What you should do: Every line of the records that holds the word "than" should be copied out.

Data extracts:

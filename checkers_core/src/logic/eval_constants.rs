// Default evaluation weights. All terms are summed as integers and the
// total is divided by EVAL_SCALE, which keeps heuristic scores well inside
// the open interval (-1, 1).

// Mover's men
pub const MAN_BACK_ROW_CROWDED: i32 = 15;
pub const MAN_BACK_ROW_SPARSE: i32 = 2;
pub const MAN_THREAT_ZONE: i32 = 3;
pub const MAN_OTHER: i32 = 1;
pub const KING: i32 = 5;

// Opponent's men, subtracted
pub const OPP_MAN_BACK_ROW_CROWDED: i32 = 5;
pub const OPP_MAN_BACK_ROW_SPARSE: i32 = 2;
pub const OPP_MAN_THREAT_ZONE: i32 = 3;
pub const OPP_MAN_OTHER: i32 = 1;
pub const OPP_KING: i32 = 5;

/// A side holding more men than this on the board counts as "crowded".
pub const CROWDED_MEN_THRESHOLD: usize = 6;

pub const BONUS_COUNT_PARITY: i32 = 4;
pub const BONUS_ATTRITION: i32 = 5;
pub const BONUS_MATERIAL: i32 = 2;

pub const EVAL_SCALE: f64 = 200.0;

// Search defaults
pub const DEFAULT_SEARCH_DEPTH: u8 = 6;
pub const DEFAULT_ALPHA_BOUND: f64 = -100.0;
pub const DEFAULT_BETA_BOUND: f64 = 100.0;
pub const WELCOME: &str = "Welcome to Checkers!\n";

pub const MENU: &str = "Please select an option:\n  1. Play Game\n  2. Rules\n  3. Exit";

pub const HOW_TO_MOVE: &str = "
Select a piece to move (e.g. B3) and location to move.
Separate locations with a comma (e.g. C4,B6).
Type 'rules' to see the Rules or 'resign' to leave the game.
";

pub const RULES: &str = r#"
How to play Checkers!
  ++Basic Rules++
    1. Players alternate turns, moving only their own pieces.
    2. A move consists of moving a piece diagonally to an adjacent
       unoccupied space.
    3. A piece can only move forward based on the player's starting
       direction.
    4. If the adjacent space contains an opponent's piece, and the
       space immediately beyond it is vacant, the piece may be
       captured (and removed) by jumping over it.
  ++Advanced Rules++
    1. Multiple enemy pieces can be captured in a single turn by
       successive jumps made by a single piece. Jumps may be along a
       diagonal, or "zig-zag" across the board.
    2. When a regular piece reaches the farthest opposite row, it is
       upgraded to a King.
    3. Kings can move and capture pieces (regular and Kings) both
       forwards and backwards.
  ++Winning the Game++
    The game ends when one player has no pieces left on the board
    or cannot make any moves due to being blocked.
"#;

pub const HUMAN_WINS: &str = "\nYou have defeated me...\n";
pub const ENGINE_WINS: &str = "The AI takeover begins now...";
pub const RESIGNED: &str = "You are no match for me.";
pub const FAREWELL: &str = "Farewell!";
use crate::logic::board::{get_king, Board, BoardCoordinate, Color, Turn, BOARD_SIZE};
use crate::logic::generator::MoveGenerator;
use serde::{Deserialize, Serialize};
use std::fmt;
use thiserror::Error;

/// Reasons a human move is rejected. The messages are shown to the player
/// verbatim.
#[derive(Debug, Clone, Copy, PartialEq, Eq, Error)]
pub enum MoveError {
    #[error("You don't have a piece there!")]
    NoPieceThere,
    #[error("Invalid row.")]
    InvalidRow,
    #[error("Invalid column.")]
    InvalidColumn,
    #[error("Must specify at least one move.")]
    NoDestination,
    #[error("Invalid move.")]
    InvalidMove,
    #[error("Invalid multi-move.")]
    InvalidMultiMove,
    #[error("Non-legal move.")]
    IllegalMove,
    #[error("The game is already over.")]
    GameOver,
}

/// An origin square and the ordered squares the piece lands on. More than
/// one step means a capture chain.
#[derive(Debug, Clone, PartialEq, Eq, Serialize, Deserialize)]
pub struct Move {
    pub from: BoardCoordinate,
    pub steps: Vec<BoardCoordinate>,
}

impl Move {
    /// Parses `B3` style squares, checking each step's geometry as it goes.
    pub fn parse(from: &str, destinations: &[&str]) -> Result<Self, MoveError> {
        let from = parse_square(from, MoveError::NoPieceThere)?;
        if destinations.is_empty() {
            return Err(MoveError::NoDestination);
        }

        let is_chain = destinations.len() > 1;
        let mut steps = Vec::with_capacity(destinations.len());
        let mut current = from;
        for text in destinations {
            let to = parse_square(text, MoveError::InvalidMove)?;
            let dr = i16::from(to.row) - i16::from(current.row);
            let dc = i16::from(to.col) - i16::from(current.col);
            if !matches!(dr.abs(), 1 | 2) || dr.abs() != dc.abs() {
                return Err(MoveError::InvalidMove);
            }
            if is_chain && dr.abs() < 2 {
                return Err(MoveError::InvalidMultiMove);
            }
            steps.push(to);
            current = to;
        }

        Ok(Self { from, steps })
    }

    /// Reconstructs the origin and final square of the piece that moved from
    /// `before` to `after`. Intermediate landings of a chain are not
    /// recoverable from the two boards and are left out.
    pub fn between(before: &Board, after: &Board, color: Color) -> Option<Self> {
        let mut from = None;
        let mut to = None;
        for pos in BoardCoordinate::all() {
            let was = before.get_piece(pos).filter(|p| p.color == color);
            let is = after.get_piece(pos).filter(|p| p.color == color);
            match (was, is) {
                (Some(_), None) => from = Some(pos),
                (None, Some(_)) => to = Some(pos),
                _ => {}
            }
        }
        Some(Self {
            from: from?,
            steps: vec![to?],
        })
    }

    pub fn destination(&self) -> BoardCoordinate {
        self.steps.last().copied().unwrap_or(self.from)
    }
}

impl fmt::Display for Move {
    fn fmt(&self, f: &mut fmt::Formatter<'_>) -> fmt::Result {
        write!(f, "{}", self.from)?;
        for step in &self.steps {
            write!(f, "-{step}")?;
        }
        Ok(())
    }
}

/// Two characters: column letter `A`-`H` (any case) then row digit `1`-`8`.
/// A string of any other length is reported as `wrong_length`.
pub fn parse_square(text: &str, wrong_length: MoveError) -> Result<BoardCoordinate, MoveError> {
    let mut chars = text.chars();
    let (Some(file), Some(rank), None) = (chars.next(), chars.next(), chars.next()) else {
        return Err(wrong_length);
    };

    let row = rank
        .to_digit(10)
        .and_then(|r| u8::try_from(r).ok())
        .filter(|r| (1..=BOARD_SIZE).contains(r))
        .ok_or(MoveError::InvalidRow)?;

    let file = file.to_ascii_uppercase();
    if !('A'..='H').contains(&file) {
        return Err(MoveError::InvalidColumn);
    }
    let col = u8::try_from(file).map_err(|_| MoveError::InvalidColumn)? - b'A' + 1;

    BoardCoordinate::new(row, col).ok_or(MoveError::InvalidRow)
}

/// Plays `mv` step by step on a copy of `board`: a piece landing on row 1 or
/// row 8 becomes the mover's king and a two-square step removes the jumped
/// square's occupant. No legality checks happen here.
pub fn replay(board: &Board, mv: &Move, turn: Turn) -> Board {
    let mut next = board.clone();
    let mut from = mv.from;
    for &to in &mv.steps {
        let moving = next.remove_piece(from);
        let landed = if to.is_promotion_row() {
            Some(get_king(turn))
        } else {
            moving
        };
        next.set_piece(to, landed);

        if from.row.abs_diff(to.row) == 2 {
            if let Some(over) = BoardCoordinate::new(
                (from.row + to.row) / 2,
                (from.col + to.col) / 2,
            ) {
                next.set_piece(over, None);
            }
        }
        from = to;
    }
    next
}

/// Checks a move typed by a human and returns the resulting board. A move is
/// legal exactly when its result belongs to the successor set.
pub fn validate_move(
    board: &Board,
    from: &str,
    destinations: &[&str],
    turn: Turn,
) -> Result<Board, MoveError> {
    let mv = Move::parse(from, destinations)?;
    let next = replay(board, &mv, turn);

    if MoveGenerator::new().successors(board, turn).contains(&next) {
        log::debug!("accepted {mv} for {}", turn.color());
        Ok(next)
    } else {
        Err(MoveError::IllegalMove)
    }
}

#[cfg(test)]
mod tests {
    use super::*;
    use crate::logic::board::{Piece, PieceType};

    fn sq(row: u8, col: u8) -> BoardCoordinate {
        BoardCoordinate::new(row, col).unwrap()
    }

    #[test]
    fn test_parse_square() {
        assert_eq!(parse_square("B3", MoveError::InvalidMove), Ok(sq(3, 2)));
        assert_eq!(parse_square("h8", MoveError::InvalidMove), Ok(sq(8, 8)));
        assert_eq!(
            parse_square("B", MoveError::NoPieceThere),
            Err(MoveError::NoPieceThere)
        );
        assert_eq!(
            parse_square("B10", MoveError::InvalidMove),
            Err(MoveError::InvalidMove)
        );
        assert_eq!(
            parse_square("B9", MoveError::InvalidMove),
            Err(MoveError::InvalidRow)
        );
        assert_eq!(
            parse_square("B0", MoveError::InvalidMove),
            Err(MoveError::InvalidRow)
        );
        assert_eq!(
            parse_square("BB", MoveError::InvalidMove),
            Err(MoveError::InvalidRow)
        );
        assert_eq!(
            parse_square("Z3", MoveError::InvalidMove),
            Err(MoveError::InvalidColumn)
        );
    }

    #[test]
    fn test_parse_move_errors() {
        assert_eq!(Move::parse("B3", &[]), Err(MoveError::NoDestination));
        assert_eq!(Move::parse("B3", &["B4"]), Err(MoveError::InvalidMove));
        assert_eq!(Move::parse("B3", &["E6"]), Err(MoveError::InvalidMove));
        assert_eq!(Move::parse("B3", &["C5"]), Err(MoveError::InvalidMove));
        assert_eq!(
            Move::parse("B3", &["C4", "D5"]),
            Err(MoveError::InvalidMultiMove)
        );
        assert_eq!(
            Move::parse("B3", &["D5", "E6"]),
            Err(MoveError::InvalidMultiMove)
        );
        assert_eq!(Move::parse("B3", &["D5", "Q7"]), Err(MoveError::InvalidColumn));
    }

    #[test]
    fn test_parse_chain() {
        let mv = Move::parse("b3", &["D5", "F7"]).unwrap();
        assert_eq!(mv.from, sq(3, 2));
        assert_eq!(mv.steps, vec![sq(5, 4), sq(7, 6)]);
        assert_eq!(mv.to_string(), "B3-D5-F7");
        assert_eq!(mv.destination(), sq(7, 6));
    }

    #[test]
    fn test_validate_opening_move() {
        let board = Board::new();
        let next = validate_move(&board, "B3", &["A4"], Turn(0)).unwrap();
        assert!(next.get_piece(sq(3, 2)).is_none());
        assert_eq!(next.get_piece(sq(4, 1)), Some(Piece::man(Color::Red)));

        assert_eq!(
            validate_move(&board, "A1", &["B2"], Turn(0)),
            Err(MoveError::IllegalMove)
        );
        // Moving the opponent's piece is never in the successor set.
        assert_eq!(
            validate_move(&board, "A6", &["B5"], Turn(0)),
            Err(MoveError::IllegalMove)
        );
        assert_eq!(
            validate_move(&board, "A6", &["B5"], Turn(1)).map(|b| b.count(Color::Black).men),
            Ok(12)
        );
    }

    #[test]
    fn test_validate_double_jump() {
        let mut board = Board::empty();
        board.add_piece(sq(3, 2), PieceType::Man, Color::Red);
        board.add_piece(sq(4, 1), PieceType::Man, Color::Black);
        board.add_piece(sq(4, 3), PieceType::Man, Color::Black);
        board.add_piece(sq(6, 5), PieceType::Man, Color::Black);

        // Stopping halfway is not a complete move.
        assert_eq!(
            validate_move(&board, "B3", &["D5"], Turn(0)),
            Err(MoveError::IllegalMove)
        );

        let next = validate_move(&board, "B3", &["D5", "F7"], Turn(0)).unwrap();
        assert_eq!(next.get_piece(sq(7, 6)), Some(Piece::man(Color::Red)));
        assert_eq!(next.count(Color::Black).total(), 1);
    }

    #[test]
    fn test_replay_promotes() {
        let mut board = Board::empty();
        board.add_piece(sq(7, 2), PieceType::Man, Color::Red);
        board.add_piece(sq(1, 2), PieceType::Man, Color::Black);

        let next = validate_move(&board, "B7", &["C8"], Turn(0)).unwrap();
        assert_eq!(next.get_piece(sq(8, 3)), Some(Piece::king(Color::Red)));
    }

    #[test]
    fn test_move_between_boards() {
        let board = Board::new();
        let next = validate_move(&board, "D3", &["E4"], Turn(0)).unwrap();
        let mv = Move::between(&board, &next, Color::Red).unwrap();
        assert_eq!(mv.to_string(), "D3-E4");
        assert!(Move::between(&board, &board, Color::Red).is_none());
    }
}
use crate::logic::board::{Board, Color, Turn};
use crate::logic::generator::MoveGenerator;
use crate::logic::rules::{validate_move, MoveError};
use rand::Rng;
use serde::{Deserialize, Serialize};

#[derive(Debug, Clone, Copy, PartialEq, Eq, Serialize, Deserialize)]
pub enum EndReason {
    /// The loser has no pieces left.
    NoPieces,
    /// The loser still has pieces but none of them can move.
    Blocked,
}

#[derive(Debug, Clone, Copy, PartialEq, Eq, Serialize, Deserialize)]
pub enum GameStatus {
    Playing,
    Won { winner: Color, reason: EndReason },
}

/// Which color the engine plays.
#[derive(Debug, Clone, Copy, PartialEq, Eq, Serialize, Deserialize)]
pub struct Seats {
    pub engine: Color,
    pub human: Color,
}

impl Seats {
    pub const fn with_engine(engine: Color) -> Self {
        Self {
            engine,
            human: engine.opposite(),
        }
    }

    /// Coin flip between the two colors.
    pub fn random<R: Rng>(rng: &mut R) -> Self {
        Self::with_engine(Turn(rng.gen_range(0..2)).color())
    }
}

#[derive(Debug, Clone, Serialize, Deserialize)]
pub struct GameState {
    pub board: Board,
    pub turn: Turn,
    pub status: GameStatus,
    pub history: Vec<Board>,
}

impl Default for GameState {
    fn default() -> Self {
        Self::new()
    }
}

impl GameState {
    #[must_use]
    pub fn new() -> Self {
        Self::from_position(Board::new(), Turn(0))
    }

    #[must_use]
    pub fn from_position(board: Board, turn: Turn) -> Self {
        let mut game = Self {
            board,
            turn,
            status: GameStatus::Playing,
            history: Vec::new(),
        };
        game.update_status();
        game
    }

    pub fn side_to_move(&self) -> Color {
        self.turn.color()
    }

    /// Validates and plays a move typed by the human player.
    pub fn make_move(&mut self, from: &str, destinations: &[&str]) -> Result<(), MoveError> {
        if self.status != GameStatus::Playing {
            return Err(MoveError::GameOver);
        }
        let next = validate_move(&self.board, from, destinations, self.turn)?;
        self.advance(next);
        Ok(())
    }

    /// Plays a board chosen by the engine. It must be a successor of the
    /// current position.
    pub fn apply_board(&mut self, next: Board) -> Result<(), MoveError> {
        if self.status != GameStatus::Playing {
            return Err(MoveError::GameOver);
        }
        if !MoveGenerator::new()
            .successors(&self.board, self.turn)
            .contains(&next)
        {
            return Err(MoveError::IllegalMove);
        }
        self.advance(next);
        Ok(())
    }

    fn advance(&mut self, next: Board) {
        let previous = std::mem::replace(&mut self.board, next);
        self.history.push(previous);
        self.turn = self.turn.next();
        self.update_status();
    }

    /// The side to move loses once it has no successor position.
    fn update_status(&mut self) {
        let mover = self.turn.color();
        if MoveGenerator::new().has_legal_moves(&self.board, self.turn) {
            self.status = GameStatus::Playing;
            return;
        }

        let reason = if self.board.count(mover).total() == 0 {
            EndReason::NoPieces
        } else {
            EndReason::Blocked
        };
        self.status = GameStatus::Won {
            winner: mover.opposite(),
            reason,
        };
        log::info!("{} wins on turn {} ({reason:?})", mover.opposite(), self.turn.0);
    }
}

Exercise output:
/// A side holding more men than this on the board counts as "crowded".
/// An origin square and the ordered squares the piece lands on. More than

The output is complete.